**WHAT IS REQUIRED**
Check each line of the data for "IntoResponse", then give the number of lines that have it, without any other words.

Records from a data source:

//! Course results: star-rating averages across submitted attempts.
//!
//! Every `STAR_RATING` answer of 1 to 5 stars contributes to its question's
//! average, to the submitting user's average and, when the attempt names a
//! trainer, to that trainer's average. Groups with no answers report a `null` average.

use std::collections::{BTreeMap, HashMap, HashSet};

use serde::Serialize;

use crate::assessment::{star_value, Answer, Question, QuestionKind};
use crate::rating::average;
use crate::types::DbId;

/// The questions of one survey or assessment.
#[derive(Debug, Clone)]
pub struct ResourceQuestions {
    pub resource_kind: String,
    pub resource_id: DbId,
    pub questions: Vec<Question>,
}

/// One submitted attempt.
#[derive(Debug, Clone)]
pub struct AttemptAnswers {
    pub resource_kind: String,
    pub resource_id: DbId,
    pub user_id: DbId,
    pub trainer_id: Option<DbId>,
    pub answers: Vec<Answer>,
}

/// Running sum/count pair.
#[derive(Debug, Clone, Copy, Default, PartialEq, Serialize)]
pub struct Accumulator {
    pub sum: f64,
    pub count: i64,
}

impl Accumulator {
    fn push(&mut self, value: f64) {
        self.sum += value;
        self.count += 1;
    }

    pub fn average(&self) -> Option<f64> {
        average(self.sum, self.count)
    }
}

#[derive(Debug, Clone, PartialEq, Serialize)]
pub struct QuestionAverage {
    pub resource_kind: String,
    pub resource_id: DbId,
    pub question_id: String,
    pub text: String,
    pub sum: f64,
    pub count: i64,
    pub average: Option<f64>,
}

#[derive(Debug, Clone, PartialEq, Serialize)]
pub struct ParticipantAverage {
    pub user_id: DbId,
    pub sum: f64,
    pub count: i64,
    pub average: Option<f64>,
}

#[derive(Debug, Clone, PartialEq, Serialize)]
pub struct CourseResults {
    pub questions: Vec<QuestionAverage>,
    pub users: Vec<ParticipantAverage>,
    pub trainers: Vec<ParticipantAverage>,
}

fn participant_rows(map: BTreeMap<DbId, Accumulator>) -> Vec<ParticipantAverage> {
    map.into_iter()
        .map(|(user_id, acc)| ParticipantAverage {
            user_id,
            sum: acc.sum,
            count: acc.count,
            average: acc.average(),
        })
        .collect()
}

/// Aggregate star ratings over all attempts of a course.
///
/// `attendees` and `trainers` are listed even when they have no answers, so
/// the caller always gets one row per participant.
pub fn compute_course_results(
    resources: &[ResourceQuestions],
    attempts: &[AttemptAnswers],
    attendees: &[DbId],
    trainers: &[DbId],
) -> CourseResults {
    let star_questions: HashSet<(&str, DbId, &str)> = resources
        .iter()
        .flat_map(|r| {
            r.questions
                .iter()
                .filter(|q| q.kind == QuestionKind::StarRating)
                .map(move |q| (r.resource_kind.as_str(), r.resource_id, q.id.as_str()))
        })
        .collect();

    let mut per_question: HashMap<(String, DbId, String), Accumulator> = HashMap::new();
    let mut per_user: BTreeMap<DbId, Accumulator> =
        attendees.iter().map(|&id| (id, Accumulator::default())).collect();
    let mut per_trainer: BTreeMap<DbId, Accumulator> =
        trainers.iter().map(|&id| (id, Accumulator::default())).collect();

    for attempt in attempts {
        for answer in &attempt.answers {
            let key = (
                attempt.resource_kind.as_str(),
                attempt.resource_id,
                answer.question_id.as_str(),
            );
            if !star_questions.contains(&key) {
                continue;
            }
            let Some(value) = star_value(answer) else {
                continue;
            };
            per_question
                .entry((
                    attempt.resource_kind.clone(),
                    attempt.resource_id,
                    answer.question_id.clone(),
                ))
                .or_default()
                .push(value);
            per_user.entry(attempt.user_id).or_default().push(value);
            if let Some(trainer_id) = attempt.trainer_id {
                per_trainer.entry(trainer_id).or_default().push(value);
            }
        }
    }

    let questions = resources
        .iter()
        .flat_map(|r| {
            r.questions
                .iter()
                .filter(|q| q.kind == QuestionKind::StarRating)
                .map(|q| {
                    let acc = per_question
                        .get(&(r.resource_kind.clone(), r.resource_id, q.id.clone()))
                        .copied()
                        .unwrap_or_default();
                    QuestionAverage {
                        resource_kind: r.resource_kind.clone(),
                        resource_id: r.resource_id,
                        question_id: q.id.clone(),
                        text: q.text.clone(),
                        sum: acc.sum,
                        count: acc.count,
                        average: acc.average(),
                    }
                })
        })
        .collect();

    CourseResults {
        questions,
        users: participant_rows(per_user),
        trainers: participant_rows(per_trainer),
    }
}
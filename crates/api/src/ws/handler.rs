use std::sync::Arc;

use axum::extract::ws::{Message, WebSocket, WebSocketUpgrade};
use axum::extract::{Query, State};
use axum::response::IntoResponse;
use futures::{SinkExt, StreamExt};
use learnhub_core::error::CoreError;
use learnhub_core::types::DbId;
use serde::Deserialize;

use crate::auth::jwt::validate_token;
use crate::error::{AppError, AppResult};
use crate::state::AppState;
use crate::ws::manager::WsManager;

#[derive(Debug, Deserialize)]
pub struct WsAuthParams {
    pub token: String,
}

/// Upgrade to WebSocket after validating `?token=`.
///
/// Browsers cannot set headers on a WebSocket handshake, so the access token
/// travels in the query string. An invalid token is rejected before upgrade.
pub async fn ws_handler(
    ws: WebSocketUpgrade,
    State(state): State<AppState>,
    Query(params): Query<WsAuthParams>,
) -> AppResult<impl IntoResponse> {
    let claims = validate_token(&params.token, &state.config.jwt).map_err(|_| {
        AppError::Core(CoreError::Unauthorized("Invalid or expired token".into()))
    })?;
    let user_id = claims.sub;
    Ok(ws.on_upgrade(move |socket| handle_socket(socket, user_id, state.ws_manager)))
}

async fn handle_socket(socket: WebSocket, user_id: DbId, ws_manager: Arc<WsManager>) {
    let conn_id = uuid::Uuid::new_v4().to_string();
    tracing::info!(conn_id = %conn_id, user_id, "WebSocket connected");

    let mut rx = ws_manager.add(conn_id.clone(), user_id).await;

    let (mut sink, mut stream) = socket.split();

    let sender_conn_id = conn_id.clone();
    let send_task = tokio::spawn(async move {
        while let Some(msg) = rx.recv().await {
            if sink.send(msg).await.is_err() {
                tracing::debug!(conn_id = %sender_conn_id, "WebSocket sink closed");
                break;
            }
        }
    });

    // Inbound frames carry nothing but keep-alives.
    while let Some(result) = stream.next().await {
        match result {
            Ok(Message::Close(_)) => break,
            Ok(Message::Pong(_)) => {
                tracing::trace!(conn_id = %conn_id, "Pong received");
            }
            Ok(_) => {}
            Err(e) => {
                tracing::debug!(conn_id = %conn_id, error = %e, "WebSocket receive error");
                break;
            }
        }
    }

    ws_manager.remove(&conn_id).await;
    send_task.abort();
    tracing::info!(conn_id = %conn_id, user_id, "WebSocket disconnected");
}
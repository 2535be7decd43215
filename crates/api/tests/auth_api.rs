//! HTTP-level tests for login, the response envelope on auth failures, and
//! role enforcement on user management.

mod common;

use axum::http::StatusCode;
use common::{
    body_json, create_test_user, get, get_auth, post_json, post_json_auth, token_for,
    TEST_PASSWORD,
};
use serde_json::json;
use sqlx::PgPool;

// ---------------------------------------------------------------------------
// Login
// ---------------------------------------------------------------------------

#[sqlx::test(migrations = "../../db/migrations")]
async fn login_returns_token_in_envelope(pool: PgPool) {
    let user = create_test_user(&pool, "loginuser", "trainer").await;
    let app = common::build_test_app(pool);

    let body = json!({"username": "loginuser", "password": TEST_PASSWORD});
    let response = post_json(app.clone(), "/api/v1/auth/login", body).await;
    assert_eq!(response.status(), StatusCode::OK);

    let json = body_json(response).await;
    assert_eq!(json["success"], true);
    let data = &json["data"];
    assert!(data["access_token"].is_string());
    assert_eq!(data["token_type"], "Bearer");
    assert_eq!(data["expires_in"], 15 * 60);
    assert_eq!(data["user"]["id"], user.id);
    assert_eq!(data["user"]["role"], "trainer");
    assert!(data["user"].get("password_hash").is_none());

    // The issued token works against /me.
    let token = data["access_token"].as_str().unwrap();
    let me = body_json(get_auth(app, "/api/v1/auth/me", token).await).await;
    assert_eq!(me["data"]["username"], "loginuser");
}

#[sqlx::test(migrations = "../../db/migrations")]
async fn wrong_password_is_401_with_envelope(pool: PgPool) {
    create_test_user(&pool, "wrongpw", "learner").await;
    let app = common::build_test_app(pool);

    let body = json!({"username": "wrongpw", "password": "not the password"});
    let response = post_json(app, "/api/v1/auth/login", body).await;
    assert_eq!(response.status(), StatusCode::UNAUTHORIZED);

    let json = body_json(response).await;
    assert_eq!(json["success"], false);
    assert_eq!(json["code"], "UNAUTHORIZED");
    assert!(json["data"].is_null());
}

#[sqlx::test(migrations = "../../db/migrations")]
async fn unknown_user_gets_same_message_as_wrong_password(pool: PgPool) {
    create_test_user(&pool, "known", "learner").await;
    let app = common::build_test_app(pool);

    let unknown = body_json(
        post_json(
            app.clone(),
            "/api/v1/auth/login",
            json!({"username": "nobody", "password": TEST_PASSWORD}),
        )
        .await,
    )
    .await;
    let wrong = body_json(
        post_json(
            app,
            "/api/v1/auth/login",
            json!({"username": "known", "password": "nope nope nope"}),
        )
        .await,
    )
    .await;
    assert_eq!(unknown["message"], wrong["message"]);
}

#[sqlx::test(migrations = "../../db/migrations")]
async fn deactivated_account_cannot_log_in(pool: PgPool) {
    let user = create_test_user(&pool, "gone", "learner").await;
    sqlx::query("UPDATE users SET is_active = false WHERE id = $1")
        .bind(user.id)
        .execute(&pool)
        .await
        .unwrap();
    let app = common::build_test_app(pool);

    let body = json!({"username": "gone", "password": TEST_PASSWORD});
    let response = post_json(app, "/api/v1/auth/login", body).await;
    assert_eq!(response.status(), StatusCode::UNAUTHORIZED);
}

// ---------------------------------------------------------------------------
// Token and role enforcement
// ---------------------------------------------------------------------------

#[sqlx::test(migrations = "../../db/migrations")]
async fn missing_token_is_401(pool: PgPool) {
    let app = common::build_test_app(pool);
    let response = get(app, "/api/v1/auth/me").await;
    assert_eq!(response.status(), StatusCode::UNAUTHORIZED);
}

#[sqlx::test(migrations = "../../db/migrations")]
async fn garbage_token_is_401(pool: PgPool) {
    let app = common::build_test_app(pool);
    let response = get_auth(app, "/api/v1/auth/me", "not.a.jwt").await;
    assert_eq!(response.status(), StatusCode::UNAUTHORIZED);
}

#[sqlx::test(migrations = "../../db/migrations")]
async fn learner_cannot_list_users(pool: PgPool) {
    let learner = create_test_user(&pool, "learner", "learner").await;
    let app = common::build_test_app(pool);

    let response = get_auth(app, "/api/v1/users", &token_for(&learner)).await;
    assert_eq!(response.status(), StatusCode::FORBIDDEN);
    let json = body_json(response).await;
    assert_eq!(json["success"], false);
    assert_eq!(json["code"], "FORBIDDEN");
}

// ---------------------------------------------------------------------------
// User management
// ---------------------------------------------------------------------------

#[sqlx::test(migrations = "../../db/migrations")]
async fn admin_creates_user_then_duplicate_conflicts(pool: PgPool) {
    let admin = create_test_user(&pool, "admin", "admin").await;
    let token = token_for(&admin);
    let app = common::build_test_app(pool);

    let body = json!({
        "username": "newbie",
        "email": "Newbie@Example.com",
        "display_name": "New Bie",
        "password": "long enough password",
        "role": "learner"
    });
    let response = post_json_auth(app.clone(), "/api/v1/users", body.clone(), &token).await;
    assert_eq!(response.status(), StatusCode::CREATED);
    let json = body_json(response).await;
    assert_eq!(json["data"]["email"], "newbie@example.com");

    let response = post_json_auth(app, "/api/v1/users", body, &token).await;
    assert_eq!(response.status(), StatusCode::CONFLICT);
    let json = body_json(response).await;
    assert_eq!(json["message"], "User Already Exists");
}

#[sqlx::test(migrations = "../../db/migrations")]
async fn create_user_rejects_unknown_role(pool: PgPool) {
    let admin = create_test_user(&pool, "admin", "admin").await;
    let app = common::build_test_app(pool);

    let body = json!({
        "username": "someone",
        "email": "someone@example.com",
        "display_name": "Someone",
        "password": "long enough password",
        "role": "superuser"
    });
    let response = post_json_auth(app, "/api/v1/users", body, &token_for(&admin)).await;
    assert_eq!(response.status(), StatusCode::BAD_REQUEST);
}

**ANSWER FOR THE TASK**
2